I was just leaving school when Kaffe Fassett and Bill Gibb set up shop in the King’s Road, designing clothes based on what young women like me with no money were wearing. On the train back from Aberdeen after visiting Bill’s parents Kaffe saw a woman knitting and asked her to show him how. After that, he was off. Never use 2 colours when 29 will do. And if you’re stuck, add another colour. I’ve been known to call him evil. All my attempts to knit one of his designs have ended in disaster.

Plymouth, 2006: 

I only went to the conference to please Jane who’d organised it. She gave me a ticket as a thank you for baby-sitting her Gran in the run-up. To be honest an afternoon with Gran was more my cup of tea. You could knit properly, let the still-only-slightly-confused conversation float past. But Jane’s brother, the grandson, was coming for the weekend and I wasn’t needed.

I collected my goody-bag from reception then perched on a stool to choose my workshops. Kaffe’s was already full, which was fine by me. But then Jane had a major panic about the conference dinner and asked me to stand in for her at Kaffe’s workshop while she sorted it out. I must say meeting him was quite a thrill. The floppy dark fringe was now short and grey but his hands were never still as he talked about his latest show, Quilt Mania.

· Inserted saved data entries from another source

//! Cloudflare R2 adapter over `object_store`'s S3 client.

use artifetch_core::{FetchError, FetchResult, ObjectStorageConfig};
use async_trait::async_trait;
use futures_util::{StreamExt, TryStreamExt};
use object_store::ObjectStore;
use object_store::aws::{AmazonS3, AmazonS3Builder};
use object_store::path::Path as ObjectPath;

use super::{ObjectLocation, ObjectStoreClient};
use crate::transfer::RemoteBody;

/// R2 uses a single pseudo-region.
const R2_REGION: &str = "auto";

/// S3 client bound to one R2 account.
///
/// Buckets are chosen per request, so a store is built for each call.
#[derive(Clone)]
pub struct R2Client {
    config: ObjectStorageConfig,
}

impl R2Client {
    /// Create a client from the credential bundle.
    pub const fn new(config: ObjectStorageConfig) -> Self {
        Self { config }
    }

    fn store(&self, bucket: &str) -> FetchResult<AmazonS3> {
        AmazonS3Builder::new()
            .with_endpoint(self.config.endpoint())
            .with_access_key_id(&self.config.access_key)
            .with_secret_access_key(&self.config.secret_key)
            .with_region(R2_REGION)
            .with_bucket_name(bucket)
            .build()
            .map_err(|e| FetchError::configuration(format!("Failed to initialize R2 client: {e}")))
    }
}

impl std::fmt::Debug for R2Client {
    fn fmt(&self, f: &mut std::fmt::Formatter<'_>) -> std::fmt::Result {
        f.debug_struct("R2Client")
            .field("config", &self.config)
            .finish()
    }
}

fn map_store_error(location: &ObjectLocation, err: object_store::Error) -> FetchError {
    match err {
        object_store::Error::NotFound { .. } => FetchError::not_found(format!("{location}: {err}")),
        other => FetchError::transport(format!("R2 download failed: {other}")),
    }
}

fn to_u64(size: usize) -> FetchResult<u64> {
    u64::try_from(size).map_err(|_| FetchError::transport("object size out of range"))
}

#[async_trait]
impl ObjectStoreClient for R2Client {
    async fn head(&self, location: &ObjectLocation) -> FetchResult<u64> {
        let store = self.store(&location.bucket)?;
        let meta = store
            .head(&ObjectPath::from(location.key.as_str()))
            .await
            .map_err(|e| map_store_error(location, e))?;
        to_u64(meta.size)
    }

    async fn get(&self, location: &ObjectLocation) -> FetchResult<RemoteBody> {
        let store = self.store(&location.bucket)?;
        let result = store
            .get(&ObjectPath::from(location.key.as_str()))
            .await
            .map_err(|e| map_store_error(location, e))?;

        let length = to_u64(result.meta.size)?;
        let stream = result
            .into_stream()
            .map_err(|e| FetchError::transport(format!("R2 download failed: {e}")))
            .boxed();

        Ok(RemoteBody::new(stream, Some(length)))
    }
}
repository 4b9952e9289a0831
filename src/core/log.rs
use crate::errors::AppResult;
use ansi_term::Colour;
use regex::Regex;
use rusqlite::Connection;
use std::sync::LazyLock;

const MAX_OP_WIDTH: usize = 60;

static ANSI_RE: LazyLock<Regex> = LazyLock::new(|| {
    Regex::new(r"\x1B\[[0-9;]*[mK]").expect("static ANSI pattern")
});

fn strip_ansi(s: &str) -> String {
    ANSI_RE.replace_all(s, "").into_owned()
}

/// Colour of a log operation.
fn color_for_operation(op: &str) -> Colour {
    match op {
        "add" => Colour::Green,
        "del" => Colour::Red,
        "attendance" => Colour::Yellow,
        "notify" | "read" => Colour::Cyan,
        "migration_applied" => Colour::Purple,
        "backup" | "export" => Colour::Blue,
        "init" => Colour::RGB(255, 153, 51),
        _ => Colour::White,
    }
}

pub struct LogEntry {
    pub id: i64,
    pub date: String,
    pub operation: String,
    pub target: String,
    pub message: String,
}

pub struct LogLogic;

impl LogLogic {
    pub fn load(conn: &Connection) -> AppResult<Vec<LogEntry>> {
        let mut stmt = conn.prepare_cached(
            "SELECT id, date, operation, target, message FROM log ORDER BY id ASC",
        )?;

        let rows = stmt.query_map([], |row| {
            let raw_date: String = row.get(1)?;
            let date = chrono::DateTime::parse_from_rfc3339(&raw_date)
                .map(|dt| dt.format("%FT%T%:z").to_string())
                .unwrap_or(raw_date);

            Ok(LogEntry {
                id: row.get(0)?,
                date,
                operation: row.get(2)?,
                target: row.get::<_, Option<String>>(3)?.unwrap_or_default(),
                message: row.get(4)?,
            })
        })?;

        let mut entries = Vec::new();
        for r in rows {
            entries.push(r?);
        }
        Ok(entries)
    }

    pub fn print_log(conn: &Connection) -> AppResult<()> {
        let entries = Self::load(conn)?;

        if entries.is_empty() {
            println!("📜 Internal log is empty.");
            return Ok(());
        }

        let id_w = entries
            .iter()
            .map(|e| e.id.to_string().len())
            .max()
            .unwrap_or(1);
        let date_w = entries.iter().map(|e| e.date.len()).max().unwrap_or(10);

        println!("📜 Internal log:\n");

        for e in &entries {
            let color = color_for_operation(&e.operation);

            let mut colored = color.paint(e.operation.as_str()).to_string();
            if !e.target.is_empty() {
                colored.push_str(&format!(" ({})", e.target));
            }

            // truncate on the visible text, then re-colour the operation only
            let visible = strip_ansi(&colored);
            let shown = if visible.chars().count() > MAX_OP_WIDTH {
                let mut s = visible.chars().take(MAX_OP_WIDTH - 3).collect::<String>();
                s.push_str("...");
                s
            } else {
                visible
            };
            let recolored = match shown.split_once(' ') {
                Some((op_word, rest)) => format!("{} {}", color.paint(op_word), rest),
                None => color.paint(shown.as_str()).to_string(),
            };

            let padding = " ".repeat(MAX_OP_WIDTH.saturating_sub(strip_ansi(&recolored).chars().count()));

            println!(
                "{:>id_w$}: {:<date_w$} | {}{} => {}",
                e.id,
                e.date,
                recolored,
                padding,
                e.message,
                id_w = id_w,
                date_w = date_w
            );
        }

        Ok(())
    }
}
use crate::errors::AppResult;
use crate::models::ClassRecord;
use chrono::{NaiveDate, NaiveTime};

/// Raised by `ClassStore::create` once the new class is stored.
#[derive(Debug, Clone, PartialEq, Eq)]
pub struct ClassCreated {
    pub class_id: i64,
    pub subject: String,
    pub date: NaiveDate,
    pub time: NaiveTime,
}

impl ClassCreated {
    pub fn from_record(record: &ClassRecord) -> Self {
        Self {
            class_id: record.id,
            subject: record.subject.clone(),
            date: record.date,
            time: record.time,
        }
    }
}

/// Consumer of class lifecycle events (the student notification log).
pub trait ClassEventSink {
    fn class_created(&mut self, event: &ClassCreated) -> AppResult<()>;
}

/// Collects events; handy when nobody needs to be notified.
impl ClassEventSink for Vec<ClassCreated> {
    fn class_created(&mut self, event: &ClassCreated) -> AppResult<()> {
        self.push(event.clone());
        Ok(())
    }
}
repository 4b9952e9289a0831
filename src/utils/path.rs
//! Path utilities: expand ~, validate absolute paths.

use std::path::PathBuf;

pub fn expand_tilde(path: &str) -> PathBuf {
    if path.starts_with("~/")
        && let Some(home) = dirs::home_dir()
    {
        return home.join(path.trim_start_matches("~/"));
    }
    PathBuf::from(path)
}

pub fn is_absolute(path: &str) -> bool {
    expand_tilde(path).is_absolute()
}
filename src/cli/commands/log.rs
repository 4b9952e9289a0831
use crate::cli::parser::Commands;
use crate::config::Config;
use crate::core::log::LogLogic;
use crate::db::SqliteStore;
use crate::errors::AppResult;

pub fn handle(cmd: &Commands, cfg: &Config) -> AppResult<()> {
    if matches!(cmd, Commands::Log { print: true }) {
        let store = SqliteStore::open(&cfg.database)?;
        LogLogic::print_log(store.conn())?;
    }

    Ok(())
}
use chrono::{DateTime, Utc};
use serde::{Deserialize, Serialize};

#[derive(Debug, Clone, Copy, PartialEq, Eq, Serialize, Deserialize)]
#[serde(rename_all = "snake_case")]
pub enum NotificationKind {
    NewClass,
}

impl NotificationKind {
    pub fn as_str(&self) -> &'static str {
        match self {
            NotificationKind::NewClass => "new_class",
        }
    }
}

/// One entry of `student_notifications` (most recent first).
#[derive(Debug, Clone, PartialEq, Eq, Serialize, Deserialize)]
pub struct NotificationRecord {
    pub id: i64,
    #[serde(rename = "type")]
    pub kind: NotificationKind,
    pub message: String,
    pub timestamp: DateTime<Utc>,
    #[serde(default)]
    pub read: bool,
}

impl NotificationRecord {
    pub fn new_class(id: i64, message: String, timestamp: DateTime<Utc>) -> Self {
        Self {
            id,
            kind: NotificationKind::NewClass,
            message,
            timestamp,
            read: false,
        }
    }
}
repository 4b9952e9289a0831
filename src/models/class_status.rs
use serde::{Deserialize, Serialize};

/// Lifecycle of a class: `Scheduled → Completed`, terminal.
#[derive(Debug, Clone, Copy, PartialEq, Eq, Default, Serialize, Deserialize)]
#[serde(rename_all = "lowercase")]
pub enum ClassStatus {
    #[default]
    Scheduled,
    Completed,
}

impl ClassStatus {
    pub fn as_str(&self) -> &'static str {
        match self {
            ClassStatus::Scheduled => "scheduled",
            ClassStatus::Completed => "completed",
        }
    }

    pub fn is_completed(&self) -> bool {
        matches!(self, ClassStatus::Completed)
    }
}

impl std::fmt::Display for ClassStatus {
    fn fmt(&self, f: &mut std::fmt::Formatter<'_>) -> std::fmt::Result {
        f.write_str(self.as_str())
    }
}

I stumbled a bit introducing him but no-one noticed, they just wanted to hear from Kaffe. They’d all brought an object to inspire a piece of knitting. I didn’t have one of course but Kaffe handed me a Midwinter saucer, a gorgeous pattern called Quite Contrary: pink, grey, black and turquoise stars on a cream background. 

He had just the right colours in his vast stash, but people needed more help than Kaffe could manage on his own and I had to pitch in too. No time for designing. At the end of the workshop I was about to toss the yarns back when Kaffe swooped them into a clear plastic bag with a zip lock. 

At the dinner Jane and Kaffe sat far away on the high table like mediæval monarchs. I got rather drunk and went to bed early.

The next day he didn’t appear. I knew he was leaving at 2 to catch a train. At 1.45 his partner appeared in the lobby with matching sets of needlepoint luggage piled on a trolley. At 1.57 he began to tap one pointed purple leather shoe on the tiled floor. I barely felt the brush on my arm as Kaffe raced past, his famous leather satchel flapping open. A flurry of lifted suitcases and they were gone.

The spectacle case had been left next to my coffee cup with one of his business cards inside: Quite Contrary, Kaffe Fassett, April 2006.*










by Susanna Reece


* N.B. This is a work of fiction. It’s possible that the designer-maker of this purse is the author and not Kaffe Fassett!